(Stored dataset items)
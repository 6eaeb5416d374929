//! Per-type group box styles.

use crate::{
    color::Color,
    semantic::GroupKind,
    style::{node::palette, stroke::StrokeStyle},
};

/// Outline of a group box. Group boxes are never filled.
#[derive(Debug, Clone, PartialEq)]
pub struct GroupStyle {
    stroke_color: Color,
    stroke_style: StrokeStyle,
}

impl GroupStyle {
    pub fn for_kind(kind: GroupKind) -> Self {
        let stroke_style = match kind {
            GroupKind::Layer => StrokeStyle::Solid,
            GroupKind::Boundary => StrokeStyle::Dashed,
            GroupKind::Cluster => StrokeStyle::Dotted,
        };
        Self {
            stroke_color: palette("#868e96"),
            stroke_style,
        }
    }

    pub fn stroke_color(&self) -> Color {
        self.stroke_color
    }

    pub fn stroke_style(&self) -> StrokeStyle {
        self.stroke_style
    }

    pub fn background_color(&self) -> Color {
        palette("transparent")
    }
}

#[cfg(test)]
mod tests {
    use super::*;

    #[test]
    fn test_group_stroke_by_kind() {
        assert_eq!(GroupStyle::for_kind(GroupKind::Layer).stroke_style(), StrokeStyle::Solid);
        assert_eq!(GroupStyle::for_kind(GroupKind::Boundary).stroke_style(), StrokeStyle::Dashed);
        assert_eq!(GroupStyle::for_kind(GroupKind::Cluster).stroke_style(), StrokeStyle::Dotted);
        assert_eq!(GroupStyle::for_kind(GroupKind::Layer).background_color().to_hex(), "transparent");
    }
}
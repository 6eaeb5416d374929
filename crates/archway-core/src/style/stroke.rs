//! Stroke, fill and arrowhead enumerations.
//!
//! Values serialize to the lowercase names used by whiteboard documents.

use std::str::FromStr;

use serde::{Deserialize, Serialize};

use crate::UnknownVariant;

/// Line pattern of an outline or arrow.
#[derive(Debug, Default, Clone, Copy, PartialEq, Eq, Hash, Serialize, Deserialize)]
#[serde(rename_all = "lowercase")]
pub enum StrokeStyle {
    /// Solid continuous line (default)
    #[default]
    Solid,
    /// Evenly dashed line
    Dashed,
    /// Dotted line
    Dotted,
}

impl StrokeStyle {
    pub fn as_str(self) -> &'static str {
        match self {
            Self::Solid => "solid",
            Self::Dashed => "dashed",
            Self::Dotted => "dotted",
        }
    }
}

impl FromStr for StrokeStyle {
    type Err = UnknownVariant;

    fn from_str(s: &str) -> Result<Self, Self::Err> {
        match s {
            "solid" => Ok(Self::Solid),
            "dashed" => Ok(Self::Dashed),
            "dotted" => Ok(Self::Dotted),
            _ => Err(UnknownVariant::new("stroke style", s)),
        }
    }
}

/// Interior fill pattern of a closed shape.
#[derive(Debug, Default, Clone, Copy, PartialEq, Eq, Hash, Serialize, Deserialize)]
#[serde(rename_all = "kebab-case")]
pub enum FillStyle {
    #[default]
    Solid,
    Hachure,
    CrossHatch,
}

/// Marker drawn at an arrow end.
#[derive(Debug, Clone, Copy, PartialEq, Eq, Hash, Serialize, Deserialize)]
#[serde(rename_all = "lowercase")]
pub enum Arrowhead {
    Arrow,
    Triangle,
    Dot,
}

...

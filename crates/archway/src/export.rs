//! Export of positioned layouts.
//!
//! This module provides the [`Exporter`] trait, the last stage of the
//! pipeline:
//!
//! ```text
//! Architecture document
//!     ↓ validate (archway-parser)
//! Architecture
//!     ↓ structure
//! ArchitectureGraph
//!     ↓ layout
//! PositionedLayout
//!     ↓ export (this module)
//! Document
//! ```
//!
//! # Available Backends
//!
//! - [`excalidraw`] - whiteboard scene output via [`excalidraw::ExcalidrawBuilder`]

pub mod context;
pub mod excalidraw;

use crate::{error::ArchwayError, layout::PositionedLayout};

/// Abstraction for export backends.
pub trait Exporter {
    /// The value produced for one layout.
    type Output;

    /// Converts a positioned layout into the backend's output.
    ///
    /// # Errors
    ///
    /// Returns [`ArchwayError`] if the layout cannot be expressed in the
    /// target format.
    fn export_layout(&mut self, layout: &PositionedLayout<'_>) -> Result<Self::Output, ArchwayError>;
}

**Your task**. Whenever a line of the data holds the string "pattern", pick that line out.

**Finished task**.
/// Line pattern of an outline or arrow.
/// Interior fill pattern of a closed shape.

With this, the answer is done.